Economia

ToDream ridimensiona il progetto: ripensati lotti e consumi di suolo nel grande retail

Il polo commerciale ToDream, inaugurato nel 2023, è al centro di un ripensamento strategico: riduzione degli spazi ancora da realizzare e focus su connessioni urbane. La decisione fotografa la crisi in atto nella grande distribuzione e apre riflessioni su uso del territorio e impatto per famiglie e commercianti.

ToDream ridimensiona il progetto: ripensati lotti e consumi di suolo nel grande retail
©Illustrazione IA Davide Ricci / we-news.com

Il ripensamento del mega‑centro e il segnale per la GDO

Il gruppo promotore del polo commerciale ToDream, inaugurato nel 2023, ha avviato una revisione sostanziale del progetto da 200 milioni di euro. Secondo quanto riportato, si sta valutando una riduzione significativa della superficie destinata alla vendita, con interventi mirati sugli ultimi due lotti ancora da costruire. Il tema è emerso nel corso dell’evento Urban Lab «Il Futuro prende forma», dove il manager della società di gestione ha spiegato la necessità di adattare il progetto ai mutati comportamenti dei clienti dopo la pandemia.

La scelta del gruppo nasce in un contesto più ampio: la grande distribuzione italiana sta attraversando una fase di difficoltà, tra ridimensionamenti e riconversioni di grandi format. Nomi noti del settore hanno già ridotto o ripensato iniziative analoghe, trasformando spazi commerciali in uffici, centri per eventi o soluzioni miste. La decisione di ToDream non è quindi un caso isolato ma si inserisce in una tendenza nazionale di riallocazione degli investimenti immobiliari legati al retail.

Impatto sul territorio, sulle famiglie e sui commercianti

  • Uso del suolo: il manager ha dichiarato l'intenzione di restituire spazio «alle persone», indicando la possibilità di ridurre il consumo di suolo legato al progetto.
  • Accessibilità e mobilità: è prevista una valorizzazione della connessione con la stazione Stura per migliorare la fruibilità pedonale, elemento cruciale per integrare il polo con la città e non lasciarlo isolato come area nata per l'industria e la logistica.
  • Effetti sui consumatori: per le famiglie, la trasformazione dei grandi spazi commerciali porta sia rischi (riduzione dell'offerta e possibile aumento dei prezzi locali) sia opportunità (nuove funzioni miste, servizi e spazi pubblici).

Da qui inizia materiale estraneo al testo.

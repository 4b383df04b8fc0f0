use std::path::PathBuf;
use thiserror::Error;

#[derive(Error, Debug)]
pub enum ConfigError {
    #[error("home directory could not be determined")]
    HomeDirNotFound,

    #[error("settings file not found: {}", .0.display())]
    SettingsFileNotFound(PathBuf),

    #[error("invalid settings file {}: {source}", path.display())]
    InvalidSettings {
        path: PathBuf,
        #[source]
        source: serde_yaml::Error,
    },

    #[error("IO error: {0}")]
    Io(#[from] std::io::Error),
}

pub type Result<T> = std::result::Result<T, ConfigError>;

Per i commercianti locali e per gli operatori del comparto ricettivo e dei servizi, un ridimensionamento dei piani originali potrebbe tradursi in minori flussi iniziali rispetto alle stime che accompagnarono l'apertura, ma anche in un'opportunità per favorire format più piccoli e integrati nel tessuto urbano.

Dati chiave del progetto

VoceValore
Investimento dichiarato200 milioni di euro
Superficie commerciale prevista27.000 m² (quartiere con negozi, ristoranti e spazi per il tempo libero)
Lunghezza complessiva di spazi commerciali1,3 km
Bacino di utenza previsto4 milioni di clienti
Anno di inaugurazione2023
"Riflettiamo con il Comune su una riduzione importante del consumo di suolo . Un chilometro e 300 metri di spazi commerciali oggi risulta eccessivo e la nostra intenzione è restituirlo alle persone"

La citazione sintetizza l'orientamento: meno spazio pur mantenendo funzioni rilevanti. Il manager ha inoltre indicato la necessità di migliorare i collegamenti con la stazione e la fruibilità pedonale, poiché l'area è stata concepita storicamente per attività industriali e logistiche e non per l'uso commerciale estensivo.

Scenari e conseguenze pratiche

Il ridimensionamento dei lotti vuol dire ripensare anche gli attesi ritorni economici e i modelli di locazione. Per gli operatori della grande distribuzione potrebbe aprirsi una maggiore attenzione per formati più piccoli o per modelli misti che combinano vendita, servizi e spazi esperienziali. Sul fronte pubblico, la collaborazione con il Comune sarà decisiva per ridefinire standard urbanistici, parcheggi, mobilità e offerta di servizi.

In un quadro di fragilità dei consumi, dove i saldi restano un supporto per le famiglie, le scelte progettuali del polo ToDream saranno un indicatore su come il settore si adatterà alla nuova domanda: meno quadrati dedicati esclusivamente alla vendita, più attenzione all'integrazione urbana e a funzioni miste che possano sostenere la vitalità commerciale senza aumentare il consumo di suolo.

Per cittadini, commercianti e amministrazioni locali, la partita non è solo economica ma include ricadute sull'uso del territorio, sull'occupazione e sulla qualità degli spazi pubblici. Il progetto ToDream può diventare un laboratorio per misure di rigenerazione che tengano insieme sostenibilità, commercio e servizi alla comunità.